This legislation will:
- Bring cafe streets and food trucks to more communities by reducing fees and red tape.
- Enhance these spaces by requiring accessibility for people with disabilities — improving designs and creating protections from traffic.
- Encourage more walking by creating vibrant and welcoming streets.
- Help us continue to build relationships with small businesses, which have historically been some of the most skeptical stakeholders in converting street space for uses other than moving and storing cars.
- Help us create pedestrian-only streets for Pike Place Market, Ballard Ave, The Ave in the U-District, Capitol Hill and more!
We're building on the success of pandemic programs that kept small businesses open and enlivened our streets and communities.
Seattle has 1.6 million car parking spaces (five for every household), and one fourth of our land is used for streets. With imagination and political will, we can build a future where everyone can get where they need to go, safely — and where our streets provide public spaces to gather and build community.
Cafe streets (& food trucks) are here to stay!
More than 300 small businesses have benefited from the cafe streets program since we advocated for its launch in 2020. Our win comes after a multi-year effort to reform costly, difficult and inequitable rules blocking the use of cafe streets. And the final victory didn’t come without an additional fight -- as Councilmember Pedersen pushed to undermine the rights of food truck vendors.
Not only will businesses now get to keep their spaces open, more people – including those operating food trucks – will be able to participate.
We want to thank Councilmember Dan Strauss for his leadership on this issue and Mayor Harrell for his continued support.
Why is this important to them?
Councilmember Strauss:
“We know we create a more vibrant city when we use our public spaces as places to come together, gather, dine, and engage one another. Ensuring outdoor dining remains a feature of our city is incredibly important to increasing vibrancy.

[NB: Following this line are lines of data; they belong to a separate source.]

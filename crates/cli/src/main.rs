mod args;
mod output;

use std::collections::BTreeSet;
use std::sync::Arc;

use robochat_core::settings::parse_model_ref;
use robochat_core::{
    AppSettings, MessageService, ProviderRegistry, Robot, ServiceError, SettingsStore,
    user_text_message,
};
use robochat_llm::{LlmProvider, ProviderError, ScriptedProvider, create_provider};
use robochat_storage::{SqliteStorage, StorageError, TopicId};
use snafu::{OptionExt, ResultExt, Snafu, ensure};
use tracing_subscriber::EnvFilter;

use crate::args::{ChatArgs, Command, USAGE};
use crate::output::{StreamPrinter, print_history, print_outcome};

#[derive(Debug, Snafu)]
enum CliError {
    #[snafu(display("no robot named '{name}' in settings"))]
    UnknownRobot { stage: &'static str, name: String },
    #[snafu(display("invalid topic id on `{stage}`: {source}"))]
    InvalidTopicId {
        stage: &'static str,
        source: StorageError,
    },
    #[snafu(display("topic {topic_id} does not belong to robot '{robot}'"))]
    ForeignTopic {
        stage: &'static str,
        topic_id: TopicId,
        robot: String,
    },
    #[snafu(display(
        "no api key configured in {path}; add one under `provider.api_key` or pass --offline"
    ))]
    MissingApiKey { stage: &'static str, path: String },
    #[snafu(display("failed to open the database on `{stage}`: {source}"))]
    Storage {
        stage: &'static str,
        source: StorageError,
    },
    #[snafu(display("failed to create the provider on `{stage}`: {source}"))]
    Provider {
        stage: &'static str,
        source: ProviderError,
    },
    #[snafu(display("{source}"))]
    Service {
        stage: &'static str,
        source: ServiceError,
    },
}

#[tokio::main]
async fn main() {
    tracing_subscriber::fmt()
        .with_env_filter(
            EnvFilter::try_from_default_env().unwrap_or_else(|_| EnvFilter::new("warn")),
        )
        .with_writer(std::io::stderr)
        .init();

    let command = match args::parse(std::env::args().skip(1)) {
        Ok(command) => command,
        Err(message) => {
            eprintln!("robochat: {message}\n\n{USAGE}");
            std::process::exit(2);
        }
    };

    if let Err(error) = run(command).await {
        eprintln!("robochat: {error}");
        std::process::exit(1);
    }
}

async fn run(command: Command) -> Result<(), CliError> {
    if command == Command::Help {
        println!("{USAGE}");
        return Ok(());
    }

    let store = SettingsStore::load();
    match store.save_if_changed() {
        Ok(true) => tracing::info!(path = ?store.config_path(), "settings file written"),
        Ok(false) => {}
        Err(error) => tracing::warn!(error = %error, "could not write settings file"),
    }
    let settings = store.settings();
    let database_path = settings.database_path(&store.config_dir());
    let storage = SqliteStorage::open(&database_path.to_string_lossy())
        .await
        .context(StorageSnafu {
            stage: "open-database",
        })?;

    match command {
        Command::Chat(chat) => {
            let providers = provider_registry(&settings, &store, &chat)?;
            let service =
                MessageService::new(Arc::new(storage), providers, settings.service_options());
            run_chat(&service, &settings, chat).await
        }
        Command::Topics { robot } => {
            let service = MessageService::new(
                Arc::new(storage),
                ProviderRegistry::new(),
                settings.service_options(),
            );
            let robot = resolve_robot(&settings, robot.as_deref())?;
            let topics = service
                .list_topics(robot.id)
                .await
                .context(ServiceSnafu {
                    stage: "list-topics",
                })?;
            if topics.is_empty() {
                println!("no topics for robot '{}'", robot.name);
            }
            for topic in topics {
                println!(
                    "{}  {:>4} messages  {}",
                    topic.id, topic.message_count, topic.name
                );
            }
            Ok(())
        }
        Command::History { topic } => {
            let topic_id = TopicId::parse(&topic).context(InvalidTopicIdSnafu {
                stage: "history-topic-id",
            })?;
            let service = MessageService::new(
                Arc::new(storage),
                ProviderRegistry::new(),
                settings.service_options(),
            );
            service
                .load_topic_messages(topic_id, true)
                .await
                .context(ServiceSnafu {
                    stage: "load-history",
                })?;
            print_history(&service, topic_id);
            Ok(())
        }
        Command::Help => Ok(()),
    }
}

async fn run_chat(
    service: &MessageService,
    settings: &AppSettings,
    chat: ChatArgs,
) -> Result<(), CliError> {
    let mut robot = resolve_robot(settings, chat.robot.as_deref())?;
    let topic_id = match chat.topic.as_deref() {
        Some(raw) => {
            let topic_id = TopicId::parse(raw).context(InvalidTopicIdSnafu {
                stage: "chat-topic-id",
            })?;
            let known = service
                .list_topics(robot.id)
                .await
                .context(ServiceSnafu {
                    stage: "chat-list-topics",
                })?
                .iter()
                .any(|topic| topic.id == topic_id);
            ensure!(
                known,
                ForeignTopicSnafu {
                    stage: "chat-topic-owner",
                    topic_id,
                    robot: robot.name.clone(),
                }
            );
            robot.select_topic(topic_id);
            service
                .load_topic_messages(topic_id, false)
                .await
                .context(ServiceSnafu {
                    stage: "chat-load-topic",
                })?;
            topic_id
        }
        None => {
            let name = topic_name(&chat.prompt);
            service
                .create_topic(&mut robot, &name)
                .await
                .context(ServiceSnafu {
                    stage: "chat-create-topic",
                })?
                .id
        }
    };

    let (message, blocks) = user_text_message(topic_id, &chat.prompt);
    let mentions = chat
        .models
        .iter()
        .map(|raw| parse_model_ref(raw, &settings.provider.provider_id))
        .collect::<Vec<_>>();
    let message = message.with_mentions(mentions);

    let printer = StreamPrinter::spawn(service.clone(), topic_id);
    let interrupt = {
        let service = service.clone();
        tokio::spawn(async move {
            if tokio::signal::ctrl_c().await.is_ok() {
                let cancelled = service.cancel_current_stream(topic_id);
                tracing::info!(topic_id = %topic_id, cancelled, "interrupted by user");
            }
        })
    };

    let assistant_ids = service
        .send_message(topic_id, message, blocks, &robot)
        .await
        .context(ServiceSnafu {
            stage: "chat-send",
        })?;
    service.wait_for_topic(topic_id).await;
    interrupt.abort();
    printer.finish().await;

    print_outcome(service, &assistant_ids);
    eprintln!("topic {topic_id}");
    Ok(())
}

fn resolve_robot(settings: &AppSettings, name: Option<&str>) -> Result<Robot, CliError> {
    settings.robot(name).context(UnknownRobotSnafu {
        stage: "resolve-robot",
        name: name.unwrap_or_default().to_string(),
    })
}

/// One provider per provider id referenced by the robots or `--model` mentions.
fn provider_registry(
    settings: &AppSettings,
    store: &SettingsStore,
    chat: &ChatArgs,
) -> Result<ProviderRegistry, CliError> {
    let mut registry = ProviderRegistry::new();
    if chat.offline {
        let mut provider_ids = settings
            .robots()
            .into_iter()
            .map(|robot| robot.answering_model().provider_id.clone())
            .collect::<BTreeSet<_>>();
        provider_ids.extend(
            chat.models
                .iter()
                .map(|raw| parse_model_ref(raw, &settings.provider.provider_id).provider_id),
        );
        for provider_id in provider_ids {
            registry.register(Arc::new(ScriptedProvider::echo().with_id(provider_id)));
        }
        return Ok(registry);
    }

    let config = settings
        .provider
        .to_provider_config()
        .context(MissingApiKeySnafu {
            stage: "provider-config",
            path: store.config_path().display().to_string(),
        })?;
    let provider: Arc<dyn LlmProvider> = create_provider(config).context(ProviderSnafu {
        stage: "create-provider",
    })?;
    registry.register(provider);
    Ok(registry)
}

fn topic_name(prompt: &str) -> String {
    const MAX_CHARS: usize = 40;
    let line = prompt.lines().next().unwrap_or_default().trim();
    if line.chars().count() <= MAX_CHARS {
        return line.to_string();
    }
    let mut name = line.chars().take(MAX_CHARS).collect::<String>();
    name.push('…');
    name
}

#[cfg(test)]
mod tests {
    use super::*;

    #[test]
    fn topic_names_are_first_line_and_bounded() {
        assert_eq!(topic_name("hello\nworld"), "hello");
        let long = "a".repeat(60);
        let name = topic_name(&long);
        assert_eq!(name.chars().count(), 41);
        assert!(name.ends_with('…'));
    }

    #[test]
    fn offline_registry_covers_robot_and_mentioned_providers() {
        let settings = AppSettings::default().normalized();
        let dir = std::env::temp_dir().join("robochat-cli-registry-test");
        let store = SettingsStore::new(dir.join("settings.json"));
        let chat = ChatArgs {
            models: vec!["local/llama".to_string()],
            offline: true,
            prompt: "hi".to_string(),
            ..ChatArgs::default()
        };

        let registry = provider_registry(&settings, &store, &chat).expect("offline registry");
        assert_eq!(registry.ids(), vec!["local", "openai"]);
    }

    #[test]
    fn online_registry_needs_an_api_key() {
        let settings = AppSettings::default().normalized();
        let dir = std::env::temp_dir().join("robochat-cli-missing-key-test");
        let store = SettingsStore::new(dir.join("settings.json"));
        let chat = ChatArgs {
            prompt: "hi".to_string(),
            ..ChatArgs::default()
        };

        let error = provider_registry(&settings, &store, &chat)
            .err()
            .expect("missing api key is an error");
        assert!(matches!(error, CliError::MissingApiKey { .. }));
    }
}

We are on the pathway to making outdoor dining permanent and I am thankful to everyone who continues to work towards making this possible. Still more work to do and I look forward to doing the work with you!”
Mayor Harrell:
“The COVID-19 pandemic has caused considerable hardship for small businesses that for years have served as mainstays in our communities and shaped the character of our neighborhoods. One silver lining in this challenging time has been seeing how these small businesses take and run with new opportunities to activate Seattle’s streets with outdoor dining and retail activities.
Furthering Safe Start permits means continuing to provide an important tool for supporting Seattle’s small businesses, keeping communities healthy, and creating a future that is vibrant, welcoming, and flourishing for all neighbors.
I am committed to achieving that future; and grateful to Councilmember Strauss for his consistent and determined leadership supporting these outdoor spaces and all of the proponents that reached out to our office in support of the extension.”